Pour vacciner les cochons, du temps qu’on les élevait encore à la ferme, le vétérinaire entrait dans leur enclos la seringue à la main. Il fallait que les bêtes se tiennent tranquilles et se laissent approcher. Chaque praticien avait son truc.
Celui qu’utilisait un vétérinaire de mes amis, dont j’ai déjà plusieurs fois parlé (truc qu’il tenait de son père, vétérinaire lui aussi) était aussi simple qu’insolite : il sifflait une marche militaire. Cela suffisait généralement pour que les bêtes se figent, comme au garde-à-vous. Il n’expliquait pas la chose, mais elle n’en était pas moins empiriquement attestée par de nombreuses observations.
Or un jour qu’il avait ainsi entonné la Marseillaise, air martial par excellence, les cochons, loin de se calmer, s’agitèrent considérablement. Ils se bousculaient en tous sens, devenaient agressifs. Il arrêta de siffler, l’agitation retomba. Mais les porcs restaient trop nerveux pour se laisser piquer. Il décida donc d’essayer une autre musique, et opta pour l’Internationale. Succès immédiat. Les cochons s’immobilisèrent en écoutant respectueusement.

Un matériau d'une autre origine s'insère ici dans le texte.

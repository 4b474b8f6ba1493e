//! Summary statistics over a closed captured run.

use std::collections::HashMap;
use std::time::Duration;

use crate::config::ReportConfig;
use crate::interceptor::CapturedRun;
use crate::types::{StatementKind, StatementRecord};

/// Per-kind statement tallies over one captured run.
///
/// Only the four recognized DML kinds are counted; everything else still
/// contributes to [`RunSummary::total`].
#[derive(Debug, Clone, Copy, Default, PartialEq, Eq)]
pub struct KindCounts {
    /// Number of SELECT queries.
    pub select: usize,
    /// Number of INSERT statements.
    pub insert: usize,
    /// Number of UPDATE statements.
    pub update: usize,
    /// Number of DELETE statements.
    pub delete: usize,
}

impl KindCounts {
    fn bump(&mut self, kind: StatementKind) {
        match kind {
            StatementKind::Select => self.select += 1,
            StatementKind::Insert => self.insert += 1,
            StatementKind::Update => self.update += 1,
            StatementKind::Delete => self.delete += 1,
            StatementKind::Other => {}
        }
    }

    /// Count for one recognized kind (`Other` is always zero).
    pub fn get(&self, kind: StatementKind) -> usize {
        match kind {
            StatementKind::Select => self.select,
            StatementKind::Insert => self.insert,
            StatementKind::Update => self.update,
            StatementKind::Delete => self.delete,
            StatementKind::Other => 0,
        }
    }

    /// Sum across the recognized kinds.
    pub fn recognized_total(&self) -> usize {
        self.select + self.insert + self.update + self.delete
    }
}

/// A group of statements sharing identical normalized text.
#[derive(Debug, Clone, PartialEq, Eq)]
pub struct DuplicateGroup {
    /// The shared statement text.
    pub sql: String,
    /// Occurrences within the run.
    pub count: usize,
}

/// A statement whose duration ranked among the slowest of the run.
#[derive(Debug, Clone)]
pub struct SlowStatement {
    /// The statement text.
    pub sql: String,
    /// Measured execution time.
    pub duration: Duration,
}

/// Summary statistics computed once over a closed captured run.
///
/// Owned by a single report generation and discarded after printing.
#[derive(Debug, Clone)]
pub struct RunSummary {
    /// Per-recognized-kind tallies.
    pub counts: KindCounts,
    /// Groups with more than one occurrence, descending count, ties by
    /// first occurrence.
    pub duplicates: Vec<DuplicateGroup>,
    /// Up to `slowest_count` statements strictly above the slow threshold,
    /// descending duration.
    pub slowest: Vec<SlowStatement>,
    /// Total statements captured, recognized or not.
    pub total: usize,
    /// Wall-clock time of the whole wrapped call.
    pub elapsed: Duration,
}

impl RunSummary {
    /// Compute the summary for a closed run.
    pub fn compute(run: &CapturedRun, config: &ReportConfig) -> Self {
        let mut counts = KindCounts::default();
        for record in &run.records {
            counts.bump(StatementKind::from_sql(&record.sql));
        }

        let duplicates = occurrence_groups(&run.records)
            .into_iter()
            .filter(|group| group.count > 1)
            .collect();

        Self {
            counts,
            duplicates,
            slowest: slowest(&run.records, config),
            total: run.records.len(),
            elapsed: run.elapsed,
        }
    }

    /// Total occurrences across all duplicate groups.
    pub fn duplicate_occurrences(&self) -> usize {
        self.duplicates.iter().map(|group| group.count).sum()
    }
}

/// Group records by exact text, most common first; ties keep
/// first-occurrence order (the sort is stable and groups are built in
/// encounter order).
pub(crate) fn occurrence_groups(records: &[StatementRecord]) -> Vec<DuplicateGroup> {
    let mut index: HashMap<&str, usize> = HashMap::new();
    let mut groups: Vec<DuplicateGroup> = Vec::new();
    for record in records {
        match index.get(record.sql.as_str()) {
            Some(&slot) => groups[slot].count += 1,
            None => {
                index.insert(record.sql.as_str(), groups.len());
                groups.push(DuplicateGroup {
                    sql: record.sql.clone(),
                    count: 1,
                });
            }
        }
    }
    groups.sort_by(|a, b| b.count.cmp(&a.count));
    groups
}

/// Rank records by descending duration (stable), truncate to the configured
/// cap, then drop entries at or below the threshold. Truncation happens
/// first: queries beyond the top N never appear even when they exceed the
/// threshold.
fn slowest(records: &[StatementRecord], config: &ReportConfig) -> Vec<SlowStatement> {
    let mut ranked: Vec<&StatementRecord> = records.iter().collect();
    ranked.sort_by(|a, b| b.duration.cmp(&a.duration));
    ranked.truncate(config.slowest_count);
    ranked
        .into_iter()
        .filter(|record| record.duration > config.slow_threshold)
        .map(|record| SlowStatement {
            sql: record.sql.clone(),
            duration: record.duration,
        })
        .collect()
}

#[cfg(test)]
mod tests {
    use super::*;

    fn record(sql: &str, millis: u64) -> StatementRecord {
        StatementRecord {
            sql: sql.to_string(),
            param_count: 0,
            many: false,
            duration: Duration::from_millis(millis),
        }
    }

    fn run(records: Vec<StatementRecord>) -> CapturedRun {
        CapturedRun {
            records,
            elapsed: Duration::from_millis(100),
        }
    }

    #[test]
    fn total_counts_every_record() {
        let summary = RunSummary::compute(
            &run(vec![
                record("SELECT 1", 0),
                record("CREATE TABLE t (id INT)", 0),
                record("TRUNCATE t", 0),
            ]),
            &ReportConfig::default(),
        );
        assert_eq!(summary.total, 3);
        assert_eq!(summary.counts.recognized_total(), 1);
        assert_eq!(summary.counts.select, 1);
    }

    #[test]
    fn counts_by_kind() {
        let summary = RunSummary::compute(
            &run(vec![
                record("SELECT * FROM a", 0),
                record("SELECT * FROM b", 0),
                record("INSERT INTO a (x) VALUES ($1)", 0),
                record("UPDATE a SET x = $1", 0),
                record("DELETE FROM a WHERE x = $1", 0),
                record("WITH c AS (SELECT 1) SELECT * FROM c", 0),
            ]),
            &ReportConfig::default(),
        );
        assert_eq!(summary.counts.select, 3);
        assert_eq!(summary.counts.insert, 1);
        assert_eq!(summary.counts.update, 1);
        assert_eq!(summary.counts.delete, 1);
    }

    #[test]
    fn duplicates_keep_only_repeated_groups() {
        let summary = RunSummary::compute(
            &run(vec![
                record("SELECT 1", 0),
                record("SELECT 2", 0),
                record("SELECT 1", 0),
                record("SELECT 1", 0),
            ]),
            &ReportConfig::default(),
        );
        assert_eq!(summary.duplicates.len(), 1);
        assert_eq!(summary.duplicates[0].sql, "SELECT 1");
        assert_eq!(summary.duplicates[0].count, 3);
        assert_eq!(summary.duplicate_occurrences(), 3);
        assert!(summary.duplicate_occurrences() <= summary.total);
    }

    #[test]
    fn duplicate_ties_keep_first_occurrence_order() {
        let summary = RunSummary::compute(
            &run(vec![
                record("SELECT 'b'", 0),
                record("SELECT 'a'", 0),
                record("SELECT 'b'", 0),
                record("SELECT 'a'", 0),
            ]),
            &ReportConfig::default(),
        );
        let texts: Vec<&str> = summary.duplicates.iter().map(|g| g.sql.as_str()).collect();
        assert_eq!(texts, vec!["SELECT 'b'", "SELECT 'a'"]);
    }

    #[test]
    fn slowest_is_capped_filtered_and_sorted() {
        let config = ReportConfig::default()
            .with_slow_threshold(Duration::from_millis(100))
            .with_slowest_count(2);
        let summary = RunSummary::compute(
            &run(vec![
                record("SELECT 'fast'", 10),
                record("SELECT 'slowest'", 500),
                record("SELECT 'slow'", 300),
                record("SELECT 'also slow, but beyond the cap'", 200),
            ]),
            &config,
        );

        assert_eq!(summary.slowest.len(), 2);
        assert_eq!(summary.slowest[0].sql, "SELECT 'slowest'");
        assert_eq!(summary.slowest[1].sql, "SELECT 'slow'");
        assert!(
            summary
                .slowest
                .windows(2)
                .all(|w| w[0].duration >= w[1].duration)
        );
        assert!(
            summary
                .slowest
                .iter()
                .all(|s| s.duration > config.slow_threshold)
        );
    }

    #[test]
    fn slowest_truncates_before_filtering() {
        // Three statements above the threshold, cap of 2: the third never
        // appears, and fast entries inside the cap are dropped.
        let config = ReportConfig::default()
            .with_slow_threshold(Duration::from_millis(50))
            .with_slowest_count(2);
        let summary = RunSummary::compute(
            &run(vec![
                record("SELECT 'a'", 400),
                record("SELECT 'b'", 300),
                record("SELECT 'c'", 200),
            ]),
            &config,
        );
        assert_eq!(summary.slowest.len(), 2);
        assert!(summary.slowest.iter().all(|s| s.sql != "SELECT 'c'"));
    }

    #[test]
    fn equal_durations_keep_capture_order() {
        let config = ReportConfig::default().with_slow_threshold(Duration::from_millis(1));
        let summary = RunSummary::compute(
            &run(vec![
                record("SELECT 'first'", 100),
                record("SELECT 'second'", 100),
            ]),
            &config,
        );
        assert_eq!(summary.slowest[0].sql, "SELECT 'first'");
        assert_eq!(summary.slowest[1].sql, "SELECT 'second'");
    }

    #[test]
    fn recompute_is_idempotent() {
        let captured = run(vec![
            record("SELECT 1", 5),
            record("SELECT 1", 5),
            record("INSERT INTO t (x) VALUES ($1)", 5),
        ]);
        let config = ReportConfig::default();
        let first = RunSummary::compute(&captured, &config);
        let second = RunSummary::compute(&captured, &config);
        assert_eq!(first.counts, second.counts);
        assert_eq!(first.duplicates, second.duplicates);
        assert_eq!(first.total, second.total);
    }

    #[test]
    fn three_identical_selects() {
        let summary = RunSummary::compute(
            &run(vec![
                record("SELECT 1", 0),
                record("SELECT 1", 0),
                record("SELECT 1", 0),
            ]),
            &ReportConfig::default(),
        );
        assert_eq!(summary.counts.select, 3);
        assert_eq!(summary.duplicates.len(), 1);
        assert_eq!(summary.duplicates[0].count, 3);
        assert!(summary.slowest.is_empty());
    }

    #[test]
    fn empty_run_summarizes_to_zeroes() {
        let summary = RunSummary::compute(&run(vec![]), &ReportConfig::default());
        assert_eq!(summary.total, 0);
        assert_eq!(summary.counts, KindCounts::default());
        assert!(summary.duplicates.is_empty());
        assert!(summary.slowest.is_empty());
    }
}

C’est le paysan qui devint furieux. Il accusa le vétérinaire de faire du renseignement politique, et d’user de ce moyen pour connaitre l’opinion des gens: – Là, vous savez maintenant que je suis communiste !, grogna-t-il. – Si vous le dites, répondit le véto. Mais du point de vue de la dialectique historique, vous pourriez tout aussi bien être capitaliste. Vous êtes le maître, et eux les esclaves. Pourquoi vos cochons seraient-ils du même bord que vous ?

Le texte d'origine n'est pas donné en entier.